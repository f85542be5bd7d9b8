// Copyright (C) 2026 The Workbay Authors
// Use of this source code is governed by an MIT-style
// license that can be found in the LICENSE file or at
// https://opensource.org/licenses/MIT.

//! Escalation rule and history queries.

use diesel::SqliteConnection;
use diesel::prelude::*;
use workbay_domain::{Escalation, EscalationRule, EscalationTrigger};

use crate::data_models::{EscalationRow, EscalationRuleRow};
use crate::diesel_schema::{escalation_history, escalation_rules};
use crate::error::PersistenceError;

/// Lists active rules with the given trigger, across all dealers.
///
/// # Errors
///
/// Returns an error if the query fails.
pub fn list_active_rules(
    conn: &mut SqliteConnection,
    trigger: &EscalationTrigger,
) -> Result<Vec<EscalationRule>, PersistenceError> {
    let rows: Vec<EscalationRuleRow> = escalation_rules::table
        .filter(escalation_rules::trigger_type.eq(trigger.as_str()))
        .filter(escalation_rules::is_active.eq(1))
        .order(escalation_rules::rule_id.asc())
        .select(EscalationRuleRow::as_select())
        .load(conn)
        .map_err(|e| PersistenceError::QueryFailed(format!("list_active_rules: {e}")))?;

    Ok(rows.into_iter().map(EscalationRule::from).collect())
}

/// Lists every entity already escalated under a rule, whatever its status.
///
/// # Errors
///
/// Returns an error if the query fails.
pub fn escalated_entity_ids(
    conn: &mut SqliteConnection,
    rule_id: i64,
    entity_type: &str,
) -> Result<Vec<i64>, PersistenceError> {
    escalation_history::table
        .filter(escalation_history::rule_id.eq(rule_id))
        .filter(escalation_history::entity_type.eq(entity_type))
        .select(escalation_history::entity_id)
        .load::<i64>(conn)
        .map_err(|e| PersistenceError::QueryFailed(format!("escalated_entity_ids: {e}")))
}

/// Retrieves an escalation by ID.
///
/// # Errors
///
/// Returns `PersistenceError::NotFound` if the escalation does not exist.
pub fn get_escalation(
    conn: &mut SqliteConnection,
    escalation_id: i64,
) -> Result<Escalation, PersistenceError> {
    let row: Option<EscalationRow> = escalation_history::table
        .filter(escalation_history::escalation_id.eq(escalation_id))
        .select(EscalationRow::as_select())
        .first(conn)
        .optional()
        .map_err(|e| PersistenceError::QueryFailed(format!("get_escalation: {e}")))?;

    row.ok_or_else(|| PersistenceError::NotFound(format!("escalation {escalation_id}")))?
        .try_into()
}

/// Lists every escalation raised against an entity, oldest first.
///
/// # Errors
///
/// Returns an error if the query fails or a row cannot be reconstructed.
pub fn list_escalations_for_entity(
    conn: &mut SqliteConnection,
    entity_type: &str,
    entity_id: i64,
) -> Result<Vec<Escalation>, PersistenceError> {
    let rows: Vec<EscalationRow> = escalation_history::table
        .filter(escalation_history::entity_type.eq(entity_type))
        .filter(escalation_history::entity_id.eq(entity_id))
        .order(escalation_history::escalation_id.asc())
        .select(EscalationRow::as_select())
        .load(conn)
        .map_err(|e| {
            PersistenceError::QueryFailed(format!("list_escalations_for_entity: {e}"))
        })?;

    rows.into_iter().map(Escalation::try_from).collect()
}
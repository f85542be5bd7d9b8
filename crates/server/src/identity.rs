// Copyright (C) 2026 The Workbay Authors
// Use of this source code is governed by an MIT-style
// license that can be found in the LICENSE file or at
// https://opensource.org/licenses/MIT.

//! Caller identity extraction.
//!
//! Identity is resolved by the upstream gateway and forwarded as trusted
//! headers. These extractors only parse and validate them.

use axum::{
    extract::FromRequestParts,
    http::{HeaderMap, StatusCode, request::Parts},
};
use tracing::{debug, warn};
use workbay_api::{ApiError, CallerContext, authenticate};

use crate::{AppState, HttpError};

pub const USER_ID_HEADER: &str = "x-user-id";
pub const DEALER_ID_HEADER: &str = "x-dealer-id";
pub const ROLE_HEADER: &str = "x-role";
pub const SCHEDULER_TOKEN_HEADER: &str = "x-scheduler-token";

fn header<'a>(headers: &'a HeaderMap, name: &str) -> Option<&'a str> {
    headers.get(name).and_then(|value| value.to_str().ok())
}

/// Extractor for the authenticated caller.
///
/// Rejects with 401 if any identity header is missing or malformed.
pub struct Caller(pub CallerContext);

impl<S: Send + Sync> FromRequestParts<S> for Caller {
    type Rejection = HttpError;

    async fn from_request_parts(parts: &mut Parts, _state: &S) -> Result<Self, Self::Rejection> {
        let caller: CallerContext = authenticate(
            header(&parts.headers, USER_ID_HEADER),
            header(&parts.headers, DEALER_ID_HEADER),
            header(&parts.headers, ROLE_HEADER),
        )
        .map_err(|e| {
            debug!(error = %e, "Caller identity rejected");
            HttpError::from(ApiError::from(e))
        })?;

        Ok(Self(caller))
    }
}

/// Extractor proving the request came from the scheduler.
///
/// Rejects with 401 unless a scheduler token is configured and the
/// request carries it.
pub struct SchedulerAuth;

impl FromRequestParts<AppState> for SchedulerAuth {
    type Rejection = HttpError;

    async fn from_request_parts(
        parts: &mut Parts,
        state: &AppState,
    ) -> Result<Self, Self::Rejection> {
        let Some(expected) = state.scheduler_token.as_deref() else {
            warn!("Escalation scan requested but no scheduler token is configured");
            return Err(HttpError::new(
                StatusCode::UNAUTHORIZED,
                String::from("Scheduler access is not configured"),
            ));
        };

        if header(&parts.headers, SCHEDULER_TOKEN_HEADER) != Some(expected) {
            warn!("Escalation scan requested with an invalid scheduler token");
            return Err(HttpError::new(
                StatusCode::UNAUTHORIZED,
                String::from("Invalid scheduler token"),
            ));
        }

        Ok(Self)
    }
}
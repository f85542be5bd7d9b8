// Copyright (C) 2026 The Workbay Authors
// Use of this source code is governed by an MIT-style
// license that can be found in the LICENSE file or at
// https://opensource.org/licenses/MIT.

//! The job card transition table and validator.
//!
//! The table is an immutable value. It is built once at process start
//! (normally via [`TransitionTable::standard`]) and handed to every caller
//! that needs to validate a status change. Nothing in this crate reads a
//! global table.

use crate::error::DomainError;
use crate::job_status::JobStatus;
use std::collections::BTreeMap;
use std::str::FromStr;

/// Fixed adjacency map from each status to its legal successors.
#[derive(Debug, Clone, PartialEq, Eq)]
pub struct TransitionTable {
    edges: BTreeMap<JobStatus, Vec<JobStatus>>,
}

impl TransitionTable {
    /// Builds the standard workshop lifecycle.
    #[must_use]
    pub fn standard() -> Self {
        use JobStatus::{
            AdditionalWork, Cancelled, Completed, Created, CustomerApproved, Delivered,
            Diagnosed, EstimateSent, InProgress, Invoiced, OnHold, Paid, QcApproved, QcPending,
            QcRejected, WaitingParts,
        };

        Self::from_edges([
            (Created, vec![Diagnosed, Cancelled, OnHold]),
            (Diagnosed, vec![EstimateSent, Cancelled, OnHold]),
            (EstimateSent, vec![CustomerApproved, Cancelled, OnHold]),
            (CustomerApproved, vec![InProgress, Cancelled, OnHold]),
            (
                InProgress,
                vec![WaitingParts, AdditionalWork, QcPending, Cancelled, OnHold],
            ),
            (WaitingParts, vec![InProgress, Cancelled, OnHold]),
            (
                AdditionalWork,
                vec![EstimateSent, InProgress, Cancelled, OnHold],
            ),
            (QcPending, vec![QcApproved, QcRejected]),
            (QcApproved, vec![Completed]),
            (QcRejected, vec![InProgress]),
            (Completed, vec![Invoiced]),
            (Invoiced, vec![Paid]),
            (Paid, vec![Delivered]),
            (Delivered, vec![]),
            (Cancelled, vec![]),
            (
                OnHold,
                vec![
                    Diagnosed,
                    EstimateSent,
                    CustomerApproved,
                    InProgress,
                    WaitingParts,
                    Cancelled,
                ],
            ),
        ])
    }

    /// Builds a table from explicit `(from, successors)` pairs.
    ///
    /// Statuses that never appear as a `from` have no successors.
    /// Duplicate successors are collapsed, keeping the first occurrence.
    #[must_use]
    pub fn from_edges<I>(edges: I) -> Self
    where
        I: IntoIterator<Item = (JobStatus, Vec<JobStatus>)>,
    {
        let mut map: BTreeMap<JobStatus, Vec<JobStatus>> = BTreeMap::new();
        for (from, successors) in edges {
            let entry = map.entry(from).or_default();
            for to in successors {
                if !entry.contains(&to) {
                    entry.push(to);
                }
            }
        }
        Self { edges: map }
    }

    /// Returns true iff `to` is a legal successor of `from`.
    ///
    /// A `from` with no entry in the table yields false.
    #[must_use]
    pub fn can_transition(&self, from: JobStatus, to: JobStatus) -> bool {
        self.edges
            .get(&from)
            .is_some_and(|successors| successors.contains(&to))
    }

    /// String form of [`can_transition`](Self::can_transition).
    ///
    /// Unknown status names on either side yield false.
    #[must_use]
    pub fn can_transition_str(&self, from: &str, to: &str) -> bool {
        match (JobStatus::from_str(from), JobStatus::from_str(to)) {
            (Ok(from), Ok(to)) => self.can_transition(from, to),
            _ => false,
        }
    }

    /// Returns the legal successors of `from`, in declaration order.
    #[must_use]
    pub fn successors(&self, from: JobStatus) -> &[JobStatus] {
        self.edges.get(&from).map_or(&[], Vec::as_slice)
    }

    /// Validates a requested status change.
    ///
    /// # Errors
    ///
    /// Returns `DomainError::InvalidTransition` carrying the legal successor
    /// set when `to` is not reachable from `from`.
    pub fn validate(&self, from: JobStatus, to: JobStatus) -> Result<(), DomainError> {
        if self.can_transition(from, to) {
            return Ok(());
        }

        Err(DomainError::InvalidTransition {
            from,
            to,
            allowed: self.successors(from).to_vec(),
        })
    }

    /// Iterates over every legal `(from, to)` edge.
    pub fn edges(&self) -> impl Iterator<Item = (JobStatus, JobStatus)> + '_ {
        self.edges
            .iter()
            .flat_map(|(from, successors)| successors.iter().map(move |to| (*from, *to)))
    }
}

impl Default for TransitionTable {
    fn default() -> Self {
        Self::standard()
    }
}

• **What you need to do**: Could you restate word for word the lines above, from the one that contains "self.edges.get(&from).map_or(&[], Vec::as_slice)" through the one that contains "pub fn validate(&self, from: JobStatus, to: JobStatus)", and no others?

• **Response box**:
        self.edges.get(&from).map_or(&[], Vec::as_slice)
    }

    /// Validates a requested status change.
    ///
    /// # Errors
    ///
    /// Returns `DomainError::InvalidTransition` carrying the legal successor
    /// set when `to` is not reachable from `from`.
    pub fn validate(&self, from: JobStatus, to: JobStatus) -> Result<(), DomainError> {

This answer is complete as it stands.